● Instructions for the task:
Your answer must be a single number: how many lines in the records below contain the word "running".

··· Information shown ···

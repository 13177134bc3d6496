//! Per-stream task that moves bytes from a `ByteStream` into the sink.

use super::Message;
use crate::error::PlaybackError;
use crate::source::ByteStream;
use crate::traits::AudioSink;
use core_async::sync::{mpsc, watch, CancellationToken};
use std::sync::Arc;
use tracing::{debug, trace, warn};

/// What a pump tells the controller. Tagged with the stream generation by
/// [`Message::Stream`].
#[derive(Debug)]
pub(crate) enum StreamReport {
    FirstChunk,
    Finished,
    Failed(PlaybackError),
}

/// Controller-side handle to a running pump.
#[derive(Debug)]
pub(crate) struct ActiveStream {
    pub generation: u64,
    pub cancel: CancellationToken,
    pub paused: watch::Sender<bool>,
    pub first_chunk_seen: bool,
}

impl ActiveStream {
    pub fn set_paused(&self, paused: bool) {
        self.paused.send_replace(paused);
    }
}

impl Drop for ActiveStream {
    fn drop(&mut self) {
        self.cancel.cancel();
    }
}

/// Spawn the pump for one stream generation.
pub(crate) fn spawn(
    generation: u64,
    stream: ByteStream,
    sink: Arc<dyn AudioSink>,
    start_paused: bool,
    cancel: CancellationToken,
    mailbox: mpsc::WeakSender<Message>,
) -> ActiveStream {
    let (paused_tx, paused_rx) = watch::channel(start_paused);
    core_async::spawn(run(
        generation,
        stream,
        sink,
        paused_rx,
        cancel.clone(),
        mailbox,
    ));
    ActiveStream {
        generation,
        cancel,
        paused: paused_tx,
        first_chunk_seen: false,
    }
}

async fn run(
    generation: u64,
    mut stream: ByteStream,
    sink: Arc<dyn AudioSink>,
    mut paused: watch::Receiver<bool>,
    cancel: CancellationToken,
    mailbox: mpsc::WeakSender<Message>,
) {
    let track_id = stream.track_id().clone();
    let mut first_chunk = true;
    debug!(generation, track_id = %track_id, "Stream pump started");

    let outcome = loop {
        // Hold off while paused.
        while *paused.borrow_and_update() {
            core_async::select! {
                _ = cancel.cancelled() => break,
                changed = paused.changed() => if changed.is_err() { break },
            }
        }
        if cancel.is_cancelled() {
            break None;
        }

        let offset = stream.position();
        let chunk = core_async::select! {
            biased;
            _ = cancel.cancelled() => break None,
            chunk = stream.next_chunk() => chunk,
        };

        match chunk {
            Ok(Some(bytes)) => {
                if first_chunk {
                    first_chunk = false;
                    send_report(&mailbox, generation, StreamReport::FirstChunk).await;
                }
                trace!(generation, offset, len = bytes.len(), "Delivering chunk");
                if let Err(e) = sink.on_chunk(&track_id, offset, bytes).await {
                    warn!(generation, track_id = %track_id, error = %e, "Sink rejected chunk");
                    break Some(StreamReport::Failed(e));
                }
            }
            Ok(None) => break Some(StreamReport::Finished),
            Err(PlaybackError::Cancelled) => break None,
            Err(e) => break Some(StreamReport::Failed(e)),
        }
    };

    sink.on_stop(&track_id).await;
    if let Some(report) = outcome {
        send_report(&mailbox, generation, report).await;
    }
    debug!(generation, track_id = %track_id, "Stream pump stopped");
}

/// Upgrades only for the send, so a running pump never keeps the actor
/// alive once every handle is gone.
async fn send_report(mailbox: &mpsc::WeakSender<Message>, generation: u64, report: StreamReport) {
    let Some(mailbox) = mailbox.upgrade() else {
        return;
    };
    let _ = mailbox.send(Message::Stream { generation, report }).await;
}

···
··· Information shown ···

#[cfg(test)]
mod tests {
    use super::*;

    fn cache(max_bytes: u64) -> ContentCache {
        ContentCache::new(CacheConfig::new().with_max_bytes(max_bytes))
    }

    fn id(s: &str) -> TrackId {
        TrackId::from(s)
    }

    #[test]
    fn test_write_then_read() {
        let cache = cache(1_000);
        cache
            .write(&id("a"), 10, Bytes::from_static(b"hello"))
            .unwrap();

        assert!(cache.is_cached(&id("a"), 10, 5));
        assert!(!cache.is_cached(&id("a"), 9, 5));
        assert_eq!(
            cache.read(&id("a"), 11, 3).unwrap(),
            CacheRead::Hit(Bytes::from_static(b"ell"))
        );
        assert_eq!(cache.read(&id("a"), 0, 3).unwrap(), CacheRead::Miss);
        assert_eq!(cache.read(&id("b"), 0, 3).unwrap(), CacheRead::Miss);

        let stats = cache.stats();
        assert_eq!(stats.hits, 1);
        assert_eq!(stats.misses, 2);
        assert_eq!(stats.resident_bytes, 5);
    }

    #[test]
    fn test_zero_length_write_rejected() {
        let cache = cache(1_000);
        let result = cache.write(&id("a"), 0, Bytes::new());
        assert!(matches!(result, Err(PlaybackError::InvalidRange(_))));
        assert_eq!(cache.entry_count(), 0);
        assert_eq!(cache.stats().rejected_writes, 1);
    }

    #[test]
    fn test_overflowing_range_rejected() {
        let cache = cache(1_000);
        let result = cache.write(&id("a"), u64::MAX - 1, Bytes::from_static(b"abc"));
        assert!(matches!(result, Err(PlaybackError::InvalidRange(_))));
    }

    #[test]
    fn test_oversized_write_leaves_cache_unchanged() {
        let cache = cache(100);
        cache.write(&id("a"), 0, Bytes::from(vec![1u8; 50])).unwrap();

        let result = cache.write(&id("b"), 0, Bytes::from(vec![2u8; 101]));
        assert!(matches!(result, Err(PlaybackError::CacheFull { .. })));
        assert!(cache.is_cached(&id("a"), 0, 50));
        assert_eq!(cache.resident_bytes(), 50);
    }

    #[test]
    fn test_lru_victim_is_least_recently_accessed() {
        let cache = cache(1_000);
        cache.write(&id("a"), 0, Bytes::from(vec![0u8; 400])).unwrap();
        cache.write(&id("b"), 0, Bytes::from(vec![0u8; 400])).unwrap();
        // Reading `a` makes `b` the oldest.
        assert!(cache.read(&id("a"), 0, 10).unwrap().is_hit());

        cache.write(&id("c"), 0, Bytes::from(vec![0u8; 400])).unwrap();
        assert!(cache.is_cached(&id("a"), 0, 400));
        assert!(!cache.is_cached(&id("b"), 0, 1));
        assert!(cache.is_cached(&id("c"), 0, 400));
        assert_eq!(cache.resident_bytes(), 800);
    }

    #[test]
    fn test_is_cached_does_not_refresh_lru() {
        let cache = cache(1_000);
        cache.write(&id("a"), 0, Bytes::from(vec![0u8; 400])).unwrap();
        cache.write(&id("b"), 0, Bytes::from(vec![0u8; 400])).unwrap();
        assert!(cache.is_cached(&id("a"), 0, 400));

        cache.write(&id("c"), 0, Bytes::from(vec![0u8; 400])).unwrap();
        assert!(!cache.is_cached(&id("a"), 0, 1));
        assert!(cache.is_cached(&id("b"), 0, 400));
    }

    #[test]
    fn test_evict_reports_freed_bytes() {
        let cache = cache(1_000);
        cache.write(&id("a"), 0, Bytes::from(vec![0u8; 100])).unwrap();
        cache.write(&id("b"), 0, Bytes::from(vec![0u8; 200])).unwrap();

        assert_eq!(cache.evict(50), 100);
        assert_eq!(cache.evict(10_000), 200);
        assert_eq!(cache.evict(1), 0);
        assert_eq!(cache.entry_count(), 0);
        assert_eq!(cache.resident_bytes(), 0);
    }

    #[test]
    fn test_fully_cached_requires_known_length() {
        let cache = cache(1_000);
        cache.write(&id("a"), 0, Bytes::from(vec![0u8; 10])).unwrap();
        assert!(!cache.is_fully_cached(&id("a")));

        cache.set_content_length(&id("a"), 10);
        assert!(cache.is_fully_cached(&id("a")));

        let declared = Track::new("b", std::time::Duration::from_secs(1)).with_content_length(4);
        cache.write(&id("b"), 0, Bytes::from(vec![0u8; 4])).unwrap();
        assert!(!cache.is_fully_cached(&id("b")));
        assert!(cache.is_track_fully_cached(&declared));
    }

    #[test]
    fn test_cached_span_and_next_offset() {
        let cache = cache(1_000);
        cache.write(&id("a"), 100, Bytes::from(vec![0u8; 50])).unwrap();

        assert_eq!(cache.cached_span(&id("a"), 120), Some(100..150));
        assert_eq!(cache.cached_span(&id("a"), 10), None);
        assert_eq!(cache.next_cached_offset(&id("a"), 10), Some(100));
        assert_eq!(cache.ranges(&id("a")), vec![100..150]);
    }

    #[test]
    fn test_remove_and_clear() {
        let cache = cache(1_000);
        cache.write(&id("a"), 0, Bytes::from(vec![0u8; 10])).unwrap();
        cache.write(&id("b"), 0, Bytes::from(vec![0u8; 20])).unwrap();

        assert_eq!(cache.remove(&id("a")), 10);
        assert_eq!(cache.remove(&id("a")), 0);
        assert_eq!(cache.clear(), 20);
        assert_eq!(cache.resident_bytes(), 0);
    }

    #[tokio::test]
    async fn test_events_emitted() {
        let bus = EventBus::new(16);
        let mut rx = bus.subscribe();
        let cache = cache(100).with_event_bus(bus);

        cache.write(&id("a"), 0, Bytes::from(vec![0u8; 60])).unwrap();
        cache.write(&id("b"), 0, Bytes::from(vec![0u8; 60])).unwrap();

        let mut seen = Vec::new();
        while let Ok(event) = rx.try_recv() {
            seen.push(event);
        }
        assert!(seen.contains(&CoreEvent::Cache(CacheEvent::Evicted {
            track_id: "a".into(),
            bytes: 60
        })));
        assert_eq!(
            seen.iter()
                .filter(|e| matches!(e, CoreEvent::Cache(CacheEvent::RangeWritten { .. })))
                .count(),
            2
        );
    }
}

···
··· Information shown ···

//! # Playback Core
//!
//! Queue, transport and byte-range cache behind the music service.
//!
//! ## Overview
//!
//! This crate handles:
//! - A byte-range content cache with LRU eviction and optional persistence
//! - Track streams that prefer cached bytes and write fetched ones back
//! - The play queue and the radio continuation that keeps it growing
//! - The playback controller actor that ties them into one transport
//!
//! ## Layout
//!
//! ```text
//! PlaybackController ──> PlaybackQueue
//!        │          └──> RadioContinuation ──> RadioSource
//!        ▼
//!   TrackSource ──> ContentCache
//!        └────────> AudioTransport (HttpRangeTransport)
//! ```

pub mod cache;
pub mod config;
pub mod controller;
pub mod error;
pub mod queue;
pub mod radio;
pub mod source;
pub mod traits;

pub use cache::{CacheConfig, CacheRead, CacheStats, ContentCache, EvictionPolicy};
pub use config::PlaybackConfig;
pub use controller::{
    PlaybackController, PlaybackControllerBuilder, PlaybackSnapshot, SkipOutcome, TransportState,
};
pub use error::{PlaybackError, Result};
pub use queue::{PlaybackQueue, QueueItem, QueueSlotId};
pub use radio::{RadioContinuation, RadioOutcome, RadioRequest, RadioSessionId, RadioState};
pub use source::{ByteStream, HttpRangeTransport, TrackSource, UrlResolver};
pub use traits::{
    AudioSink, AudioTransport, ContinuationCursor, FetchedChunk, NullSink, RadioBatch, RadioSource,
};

···

● Expected answer:
2